(Dataset entries)
========

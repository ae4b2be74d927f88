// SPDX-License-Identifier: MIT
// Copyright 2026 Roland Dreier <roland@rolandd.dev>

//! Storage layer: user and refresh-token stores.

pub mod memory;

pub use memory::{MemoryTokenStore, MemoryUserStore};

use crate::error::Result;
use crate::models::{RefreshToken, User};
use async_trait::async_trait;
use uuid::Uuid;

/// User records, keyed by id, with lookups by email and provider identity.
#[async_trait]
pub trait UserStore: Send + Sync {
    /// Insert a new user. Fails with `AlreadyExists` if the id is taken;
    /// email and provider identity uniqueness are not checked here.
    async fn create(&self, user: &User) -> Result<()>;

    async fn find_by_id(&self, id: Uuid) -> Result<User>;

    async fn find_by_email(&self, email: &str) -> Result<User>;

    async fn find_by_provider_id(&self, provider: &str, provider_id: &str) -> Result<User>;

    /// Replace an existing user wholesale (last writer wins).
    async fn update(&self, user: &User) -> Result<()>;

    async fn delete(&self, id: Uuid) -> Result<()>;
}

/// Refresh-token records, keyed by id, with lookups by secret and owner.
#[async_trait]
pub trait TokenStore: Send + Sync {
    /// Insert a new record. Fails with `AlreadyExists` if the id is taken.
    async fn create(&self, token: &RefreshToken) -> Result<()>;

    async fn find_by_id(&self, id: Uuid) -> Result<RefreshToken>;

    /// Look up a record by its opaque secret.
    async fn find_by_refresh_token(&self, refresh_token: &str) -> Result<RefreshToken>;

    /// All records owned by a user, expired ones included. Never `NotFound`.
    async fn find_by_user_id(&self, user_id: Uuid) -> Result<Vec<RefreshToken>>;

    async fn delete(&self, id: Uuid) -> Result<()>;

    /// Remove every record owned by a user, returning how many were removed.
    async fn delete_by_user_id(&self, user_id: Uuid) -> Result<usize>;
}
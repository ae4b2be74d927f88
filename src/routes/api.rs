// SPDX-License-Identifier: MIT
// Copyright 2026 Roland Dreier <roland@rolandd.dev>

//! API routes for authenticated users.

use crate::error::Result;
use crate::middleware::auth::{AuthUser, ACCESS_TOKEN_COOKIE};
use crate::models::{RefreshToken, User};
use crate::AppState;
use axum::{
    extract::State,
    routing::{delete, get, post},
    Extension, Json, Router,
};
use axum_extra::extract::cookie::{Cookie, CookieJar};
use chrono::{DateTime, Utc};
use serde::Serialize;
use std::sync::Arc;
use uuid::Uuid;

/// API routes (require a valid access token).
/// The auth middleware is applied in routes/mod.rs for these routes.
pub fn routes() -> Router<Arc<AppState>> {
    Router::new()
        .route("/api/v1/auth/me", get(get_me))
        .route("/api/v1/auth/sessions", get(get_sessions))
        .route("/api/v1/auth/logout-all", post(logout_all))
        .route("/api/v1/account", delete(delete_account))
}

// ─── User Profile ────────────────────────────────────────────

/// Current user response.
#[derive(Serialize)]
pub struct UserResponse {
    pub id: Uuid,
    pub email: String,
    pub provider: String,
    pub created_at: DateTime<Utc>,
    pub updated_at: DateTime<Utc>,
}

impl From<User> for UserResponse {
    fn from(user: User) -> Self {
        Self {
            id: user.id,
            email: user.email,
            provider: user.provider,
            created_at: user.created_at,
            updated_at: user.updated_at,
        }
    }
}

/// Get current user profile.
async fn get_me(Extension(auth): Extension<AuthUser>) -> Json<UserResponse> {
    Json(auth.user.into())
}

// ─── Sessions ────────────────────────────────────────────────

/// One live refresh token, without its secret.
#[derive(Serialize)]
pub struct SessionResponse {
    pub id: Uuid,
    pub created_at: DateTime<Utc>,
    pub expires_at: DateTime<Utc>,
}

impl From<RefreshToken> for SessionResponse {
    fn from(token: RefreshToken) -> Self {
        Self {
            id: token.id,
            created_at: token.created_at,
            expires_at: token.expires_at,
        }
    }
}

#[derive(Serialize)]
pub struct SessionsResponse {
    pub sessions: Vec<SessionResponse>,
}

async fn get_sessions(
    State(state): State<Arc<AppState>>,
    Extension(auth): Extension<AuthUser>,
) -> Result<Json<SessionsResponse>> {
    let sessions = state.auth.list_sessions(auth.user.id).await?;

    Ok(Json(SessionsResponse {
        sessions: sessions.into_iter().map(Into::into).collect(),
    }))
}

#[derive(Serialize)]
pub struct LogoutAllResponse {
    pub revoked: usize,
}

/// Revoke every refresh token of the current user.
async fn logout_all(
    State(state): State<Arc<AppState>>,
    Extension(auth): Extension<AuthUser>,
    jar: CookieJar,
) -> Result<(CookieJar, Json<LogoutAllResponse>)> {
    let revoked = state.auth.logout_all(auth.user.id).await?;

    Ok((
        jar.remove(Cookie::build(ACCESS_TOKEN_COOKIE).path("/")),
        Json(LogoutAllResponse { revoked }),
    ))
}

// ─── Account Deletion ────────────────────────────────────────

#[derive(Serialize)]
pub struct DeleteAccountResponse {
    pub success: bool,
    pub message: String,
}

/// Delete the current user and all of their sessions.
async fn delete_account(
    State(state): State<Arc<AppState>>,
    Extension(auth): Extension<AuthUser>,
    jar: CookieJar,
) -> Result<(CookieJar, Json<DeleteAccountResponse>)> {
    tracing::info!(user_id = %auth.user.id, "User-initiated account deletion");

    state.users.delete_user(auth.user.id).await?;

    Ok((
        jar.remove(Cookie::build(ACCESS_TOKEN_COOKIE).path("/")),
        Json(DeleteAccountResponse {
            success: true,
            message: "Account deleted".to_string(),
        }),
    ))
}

========

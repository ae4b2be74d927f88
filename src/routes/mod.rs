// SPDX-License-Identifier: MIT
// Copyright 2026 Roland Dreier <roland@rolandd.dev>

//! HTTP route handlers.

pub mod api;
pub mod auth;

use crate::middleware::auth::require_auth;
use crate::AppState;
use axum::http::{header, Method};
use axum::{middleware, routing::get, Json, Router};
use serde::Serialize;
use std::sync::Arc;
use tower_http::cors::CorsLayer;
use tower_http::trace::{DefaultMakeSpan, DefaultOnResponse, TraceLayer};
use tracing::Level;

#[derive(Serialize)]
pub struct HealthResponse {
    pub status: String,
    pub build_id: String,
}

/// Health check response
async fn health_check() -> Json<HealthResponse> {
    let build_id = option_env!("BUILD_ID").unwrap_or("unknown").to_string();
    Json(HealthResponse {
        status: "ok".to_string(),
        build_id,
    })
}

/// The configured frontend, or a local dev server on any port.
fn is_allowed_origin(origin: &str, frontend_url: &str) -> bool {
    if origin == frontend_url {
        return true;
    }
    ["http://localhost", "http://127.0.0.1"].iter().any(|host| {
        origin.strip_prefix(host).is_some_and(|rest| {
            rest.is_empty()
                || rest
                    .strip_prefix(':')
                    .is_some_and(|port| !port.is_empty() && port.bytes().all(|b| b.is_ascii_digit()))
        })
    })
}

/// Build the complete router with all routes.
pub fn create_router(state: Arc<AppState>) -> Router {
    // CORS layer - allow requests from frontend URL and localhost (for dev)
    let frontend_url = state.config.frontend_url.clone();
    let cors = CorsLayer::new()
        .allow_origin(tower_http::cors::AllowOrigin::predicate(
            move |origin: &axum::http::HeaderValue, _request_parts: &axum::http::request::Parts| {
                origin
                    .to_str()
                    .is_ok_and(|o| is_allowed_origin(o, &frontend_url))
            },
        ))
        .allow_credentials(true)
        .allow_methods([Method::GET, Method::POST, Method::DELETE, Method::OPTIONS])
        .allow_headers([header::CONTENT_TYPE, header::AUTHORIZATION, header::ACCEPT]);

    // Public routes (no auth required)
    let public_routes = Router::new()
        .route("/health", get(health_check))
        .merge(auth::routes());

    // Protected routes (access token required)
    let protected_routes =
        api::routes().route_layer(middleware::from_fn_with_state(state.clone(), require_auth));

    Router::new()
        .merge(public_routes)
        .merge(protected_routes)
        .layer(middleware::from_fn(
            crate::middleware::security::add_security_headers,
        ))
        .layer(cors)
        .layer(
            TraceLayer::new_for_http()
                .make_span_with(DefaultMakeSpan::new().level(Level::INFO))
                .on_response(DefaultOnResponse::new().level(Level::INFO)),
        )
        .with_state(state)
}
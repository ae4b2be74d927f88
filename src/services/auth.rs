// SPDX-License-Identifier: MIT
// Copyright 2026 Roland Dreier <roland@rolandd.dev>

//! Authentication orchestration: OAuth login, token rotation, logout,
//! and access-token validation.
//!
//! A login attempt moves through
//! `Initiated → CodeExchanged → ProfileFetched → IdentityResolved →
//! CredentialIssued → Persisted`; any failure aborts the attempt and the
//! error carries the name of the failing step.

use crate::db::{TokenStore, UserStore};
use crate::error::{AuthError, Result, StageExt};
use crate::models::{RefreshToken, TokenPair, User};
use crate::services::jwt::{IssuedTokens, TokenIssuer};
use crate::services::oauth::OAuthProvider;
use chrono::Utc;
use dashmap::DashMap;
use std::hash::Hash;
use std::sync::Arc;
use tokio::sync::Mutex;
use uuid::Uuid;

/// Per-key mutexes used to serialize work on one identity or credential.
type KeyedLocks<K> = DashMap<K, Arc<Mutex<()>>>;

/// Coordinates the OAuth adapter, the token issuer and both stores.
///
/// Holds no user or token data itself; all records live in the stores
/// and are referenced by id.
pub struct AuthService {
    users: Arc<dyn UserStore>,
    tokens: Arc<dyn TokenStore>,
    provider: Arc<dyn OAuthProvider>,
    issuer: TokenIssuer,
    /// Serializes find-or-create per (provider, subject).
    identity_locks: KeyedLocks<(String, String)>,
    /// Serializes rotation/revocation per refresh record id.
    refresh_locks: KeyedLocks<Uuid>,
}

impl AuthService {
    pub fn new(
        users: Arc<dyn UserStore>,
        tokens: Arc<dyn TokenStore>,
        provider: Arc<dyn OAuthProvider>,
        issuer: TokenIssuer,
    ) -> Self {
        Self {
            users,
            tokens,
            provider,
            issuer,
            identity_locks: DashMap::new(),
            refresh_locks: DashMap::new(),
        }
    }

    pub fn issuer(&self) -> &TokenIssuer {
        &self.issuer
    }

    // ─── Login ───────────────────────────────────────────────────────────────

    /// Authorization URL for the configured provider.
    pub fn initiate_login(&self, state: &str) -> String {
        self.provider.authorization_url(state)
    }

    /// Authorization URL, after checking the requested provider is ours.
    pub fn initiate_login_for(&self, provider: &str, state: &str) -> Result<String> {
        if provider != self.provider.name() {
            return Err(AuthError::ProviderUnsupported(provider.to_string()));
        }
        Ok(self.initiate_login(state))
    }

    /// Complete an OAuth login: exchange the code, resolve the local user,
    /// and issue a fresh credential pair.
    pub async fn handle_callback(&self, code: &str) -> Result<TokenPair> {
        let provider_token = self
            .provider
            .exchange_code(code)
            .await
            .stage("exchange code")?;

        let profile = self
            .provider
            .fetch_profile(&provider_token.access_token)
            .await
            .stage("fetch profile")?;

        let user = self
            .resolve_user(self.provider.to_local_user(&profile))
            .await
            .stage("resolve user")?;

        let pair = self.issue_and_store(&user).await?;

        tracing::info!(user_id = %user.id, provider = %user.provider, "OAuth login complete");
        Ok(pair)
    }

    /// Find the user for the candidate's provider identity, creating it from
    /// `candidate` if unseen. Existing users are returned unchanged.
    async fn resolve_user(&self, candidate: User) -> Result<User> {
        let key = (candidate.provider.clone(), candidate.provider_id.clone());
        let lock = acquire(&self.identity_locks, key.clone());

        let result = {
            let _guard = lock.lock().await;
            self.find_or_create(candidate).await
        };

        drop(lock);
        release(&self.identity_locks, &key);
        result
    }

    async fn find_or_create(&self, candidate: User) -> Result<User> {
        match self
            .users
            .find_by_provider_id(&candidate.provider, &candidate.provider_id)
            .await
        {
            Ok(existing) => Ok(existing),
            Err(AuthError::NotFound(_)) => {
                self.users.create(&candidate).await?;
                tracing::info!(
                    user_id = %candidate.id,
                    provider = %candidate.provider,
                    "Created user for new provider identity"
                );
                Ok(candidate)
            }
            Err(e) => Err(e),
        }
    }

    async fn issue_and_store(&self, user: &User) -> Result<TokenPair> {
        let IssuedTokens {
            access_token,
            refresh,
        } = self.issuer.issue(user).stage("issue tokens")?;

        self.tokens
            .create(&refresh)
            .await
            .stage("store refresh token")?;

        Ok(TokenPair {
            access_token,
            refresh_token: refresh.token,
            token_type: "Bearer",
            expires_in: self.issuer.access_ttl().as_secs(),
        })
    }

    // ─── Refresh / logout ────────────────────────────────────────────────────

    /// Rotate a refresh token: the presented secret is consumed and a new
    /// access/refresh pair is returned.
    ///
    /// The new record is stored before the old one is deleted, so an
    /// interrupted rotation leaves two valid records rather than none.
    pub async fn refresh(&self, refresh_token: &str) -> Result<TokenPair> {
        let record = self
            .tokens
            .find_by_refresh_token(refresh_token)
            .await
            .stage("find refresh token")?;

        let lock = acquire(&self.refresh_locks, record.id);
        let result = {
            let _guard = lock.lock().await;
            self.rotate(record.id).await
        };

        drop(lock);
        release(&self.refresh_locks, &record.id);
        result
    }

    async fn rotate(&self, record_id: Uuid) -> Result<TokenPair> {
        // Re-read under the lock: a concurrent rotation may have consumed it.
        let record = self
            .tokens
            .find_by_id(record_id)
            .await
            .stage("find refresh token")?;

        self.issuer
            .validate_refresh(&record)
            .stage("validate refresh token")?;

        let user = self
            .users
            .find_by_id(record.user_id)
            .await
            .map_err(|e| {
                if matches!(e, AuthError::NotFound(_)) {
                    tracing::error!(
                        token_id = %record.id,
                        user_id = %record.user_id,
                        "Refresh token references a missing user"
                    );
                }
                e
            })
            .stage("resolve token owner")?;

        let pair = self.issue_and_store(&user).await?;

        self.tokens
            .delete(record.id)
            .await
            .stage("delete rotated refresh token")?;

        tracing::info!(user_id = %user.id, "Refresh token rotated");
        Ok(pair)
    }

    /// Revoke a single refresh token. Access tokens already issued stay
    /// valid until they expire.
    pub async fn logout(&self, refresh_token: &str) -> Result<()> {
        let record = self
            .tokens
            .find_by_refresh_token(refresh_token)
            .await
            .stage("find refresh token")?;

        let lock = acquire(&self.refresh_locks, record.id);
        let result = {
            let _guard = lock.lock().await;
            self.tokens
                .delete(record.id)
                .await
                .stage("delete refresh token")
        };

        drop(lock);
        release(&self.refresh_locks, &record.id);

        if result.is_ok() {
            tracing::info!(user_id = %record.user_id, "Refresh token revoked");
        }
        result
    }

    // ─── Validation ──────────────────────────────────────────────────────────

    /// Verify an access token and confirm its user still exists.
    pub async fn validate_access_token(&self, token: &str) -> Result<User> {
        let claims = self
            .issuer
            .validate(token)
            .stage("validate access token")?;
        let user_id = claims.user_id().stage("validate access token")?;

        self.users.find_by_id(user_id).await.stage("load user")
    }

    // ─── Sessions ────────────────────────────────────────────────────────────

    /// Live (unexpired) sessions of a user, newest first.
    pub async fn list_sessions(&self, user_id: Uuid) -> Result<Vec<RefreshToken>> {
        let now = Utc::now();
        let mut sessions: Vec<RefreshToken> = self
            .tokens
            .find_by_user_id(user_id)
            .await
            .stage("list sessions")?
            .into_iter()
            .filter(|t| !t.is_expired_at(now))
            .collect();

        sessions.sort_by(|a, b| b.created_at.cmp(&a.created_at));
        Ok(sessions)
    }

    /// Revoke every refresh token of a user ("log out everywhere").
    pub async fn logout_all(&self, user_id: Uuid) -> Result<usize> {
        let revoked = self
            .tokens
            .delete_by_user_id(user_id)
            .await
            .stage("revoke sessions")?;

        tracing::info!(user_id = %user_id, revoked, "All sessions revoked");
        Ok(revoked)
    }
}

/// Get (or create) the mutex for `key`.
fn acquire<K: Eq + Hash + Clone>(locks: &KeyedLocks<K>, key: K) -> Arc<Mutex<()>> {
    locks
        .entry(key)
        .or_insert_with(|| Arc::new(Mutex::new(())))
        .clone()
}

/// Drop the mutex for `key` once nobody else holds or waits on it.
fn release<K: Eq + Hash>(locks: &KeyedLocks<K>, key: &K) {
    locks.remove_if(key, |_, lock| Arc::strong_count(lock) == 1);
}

========

Exercise details
Look through the entries. Copy out each line with "UserResponse" in it.

Solution to the problem
pub struct UserResponse {
impl From<User> for UserResponse {
async fn get_me(Extension(auth): Extension<AuthUser>) -> Json<UserResponse> {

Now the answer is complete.